You will notice here that I used a jagged array (float[][]) instead of a square array (float [,]). Besides being the "standard" way of doing things, it should be much faster. When converting the data from a list to an array you only have to copy [calibrationRow] pointers. Using a square array, you would have to copy [calibrationRow] x [SensorCount] floats.
var tempCalibrationSet = new List<float[]>();
const int SensorCount = 22;
int calibrationRow = 0;
while (recordsToRead())
{
tempCalibrationSet[calibrationRow] = new float[SensorCount];
for (int i = 0; i < SensorCount; i++)
{
tempCalibrationSet[calibrationRow][i] = calibrationArrayView.ReadFloat();
} calibrationRow++;
}
float[][] _calibrationSet = tempCalibrationSet.ToArray();
I generally use the nicer collections for this sort of work (List, ArrayList etc.) and then (if really necessary) cast to T[,] when I'm done.
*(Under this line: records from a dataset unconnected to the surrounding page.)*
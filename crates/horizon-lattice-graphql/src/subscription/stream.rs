//! Consumer side of a subscription.

use std::marker::PhantomData;
use std::pin::Pin;
use std::sync::Weak;
use std::task::{Context, Poll};

use futures_util::Stream;
use serde::de::DeserializeOwned;
use serde_json::Value;
use tokio::sync::mpsc;

use crate::connection::ConnectionShared;
use crate::error::{ClientError, Result};
use crate::protocol::MessagePayload;

use super::registry::SubscriptionHandler;

/// What a subscription handler forwards to its stream.
#[derive(Debug)]
pub(crate) enum SubscriptionEvent {
    Message(MessagePayload),
    Error(ClientError),
    Complete,
}

/// Handler that forwards every event into a channel.
pub(crate) struct ChannelHandler {
    sender: mpsc::UnboundedSender<SubscriptionEvent>,
}

impl ChannelHandler {
    pub(crate) fn new() -> (Self, mpsc::UnboundedReceiver<SubscriptionEvent>) {
        let (sender, receiver) = mpsc::unbounded_channel();
        (Self { sender }, receiver)
    }
}

impl SubscriptionHandler for ChannelHandler {
    fn on_message(&self, payload: MessagePayload) {
        // receiver gone means the stream is being dropped
        let _ = self.sender.send(SubscriptionEvent::Message(payload));
    }

    fn on_error(&self, error: ClientError) {
        let _ = self.sender.send(SubscriptionEvent::Error(error));
    }

    fn on_complete(&self) {
        let _ = self.sender.send(SubscriptionEvent::Complete);
    }
}

/// A live subscription.
///
/// Yields one item per `data` frame, each decoded into `T` from the
/// payload's `data` field. A failed decode yields `Err` without ending the
/// stream; a subscription error or a connection failure yields one `Err`
/// and then the stream ends. A server `complete` ends it without an error.
///
/// Dropping the stream cancels the subscription.
///
/// # Example
///
/// ```ignore
/// let mut stream = client
///     .subscribe::<Value>(GraphQLRequest::subscription("subscription { ticks }"))
///     .await?;
///
/// while let Some(item) = stream.next().await {
///     println!("{:?}", item?);
/// }
/// ```
pub struct SubscriptionStream<T = Value> {
    id: String,
    receiver: mpsc::UnboundedReceiver<SubscriptionEvent>,
    connection: Weak<ConnectionShared>,
    finished: bool,
    _marker: PhantomData<fn() -> T>,
}

impl<T> SubscriptionStream<T> {
    pub(crate) fn new(
        id: String,
        receiver: mpsc::UnboundedReceiver<SubscriptionEvent>,
        connection: Weak<ConnectionShared>,
    ) -> Self {
        Self {
            id,
            receiver,
            connection,
            finished: false,
            _marker: PhantomData,
        }
    }

    /// The subscription id used on the wire.
    pub fn id(&self) -> &str {
        &self.id
    }

    /// Whether the stream has ended.
    pub fn is_finished(&self) -> bool {
        self.finished
    }

    /// Cancel the subscription.
    ///
    /// Nothing is delivered afterwards. If the server has not yet
    /// acknowledged the subscription, the `stop` frame goes out once it does.
    pub fn cancel(&mut self) {
        self.finished = true;
        if let Some(connection) = self.connection.upgrade() {
            connection.unsubscribe(&self.id);
        }
        self.connection = Weak::new();
        self.receiver.close();
    }
}

impl<T: DeserializeOwned> SubscriptionStream<T> {
    /// Wait for the next item. Returns `None` once the stream has ended.
    pub async fn next(&mut self) -> Option<Result<T>> {
        std::future::poll_fn(|cx| self.poll_item(cx)).await
    }

    fn poll_item(&mut self, cx: &mut Context<'_>) -> Poll<Option<Result<T>>> {
        if self.finished {
            return Poll::Ready(None);
        }
        let event = match self.receiver.poll_recv(cx) {
            Poll::Ready(event) => event,
            Poll::Pending => return Poll::Pending,
        };
        Poll::Ready(match event {
            Some(SubscriptionEvent::Message(payload)) => Some(payload.data::<T>()),
            Some(SubscriptionEvent::Error(error)) => {
                self.finished = true;
                Some(Err(error))
            }
            Some(SubscriptionEvent::Complete) | None => {
                self.finished = true;
                None
            }
        })
    }
}

impl<T: DeserializeOwned> Stream for SubscriptionStream<T> {
    type Item = Result<T>;

    fn poll_next(self: Pin<&mut Self>, cx: &mut Context<'_>) -> Poll<Option<Self::Item>> {
        self.get_mut().poll_item(cx)
    }
}

impl<T> Drop for SubscriptionStream<T> {
    fn drop(&mut self) {
        if let Some(connection) = self.connection.upgrade() {
            connection.unsubscribe(&self.id);
        }
    }
}

impl<T> std::fmt::Debug for SubscriptionStream<T> {
    fn fmt(&self, f: &mut std::fmt::Formatter<'_>) -> std::fmt::Result {
        f.debug_struct("SubscriptionStream")
            .field("id", &self.id)
            .field("finished", &self.finished)
            .finish()
    }
}

#[cfg(test)]
mod tests {
    use super::*;
    use serde_json::json;

    fn detached(receiver: mpsc::UnboundedReceiver<SubscriptionEvent>) -> SubscriptionStream<Value> {
        SubscriptionStream::new("s1".into(), receiver, Weak::new())
    }

    #[tokio::test]
    async fn test_messages_then_complete() {
        let (handler, receiver) = ChannelHandler::new();
        let mut stream = detached(receiver);

        handler.on_message(MessagePayload::new(json!({"data": {"n": 1}})));
        handler.on_complete();

        assert_eq!(stream.next().await.unwrap().unwrap(), json!({"n": 1}));
        assert!(stream.next().await.is_none());
        assert!(stream.is_finished());
    }

    #[tokio::test]
    async fn test_error_ends_stream() {
        let (handler, receiver) = ChannelHandler::new();
        let mut stream = detached(receiver);

        handler.on_error(ClientError::ConnectionClosed);
        handler.on_message(MessagePayload::new(json!({"data": {}})));

        assert!(matches!(
            stream.next().await,
            Some(Err(ClientError::ConnectionClosed))
        ));
        assert!(stream.next().await.is_none());
    }

    #[tokio::test]
    async fn test_decode_failure_keeps_stream_open() {
        let (handler, receiver) = ChannelHandler::new();
        let mut stream: SubscriptionStream<u32> =
            SubscriptionStream::new("s1".into(), receiver, Weak::new());

        handler.on_message(MessagePayload::new(json!({"data": "not a number"})));
        handler.on_message(MessagePayload::new(json!({"data": 7})));

        assert!(matches!(stream.next().await, Some(Err(ClientError::Decode(_)))));
        assert_eq!(stream.next().await.unwrap().unwrap(), 7);
    }

    #[tokio::test]
    async fn test_handler_dropped_ends_stream() {
        let (handler, receiver) = ChannelHandler::new();
        let mut stream = detached(receiver);
        drop(handler);
        assert!(stream.next().await.is_none());
    }

    #[tokio::test]
    async fn test_cancel_stops_delivery() {
        let (handler, receiver) = ChannelHandler::new();
        let mut stream = detached(receiver);

        stream.cancel();
        handler.on_message(MessagePayload::new(json!({"data": {}})));
        assert!(stream.next().await.is_none());
    }
}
you would either need to preallocate the array to a Maximum size (float[999,22] ) , or use a different data structure.
i guess you could copy/resize on the fly.. (but i don't think you'd want to)
i think the List sounds reasonable.
You could also use a two-dimensional ArrayList (from System.Collections) -- you create an ArrayList, then put another ArrayList inside it. This will give you the dynamic resizing you need, but at the expense of a bit of overhead.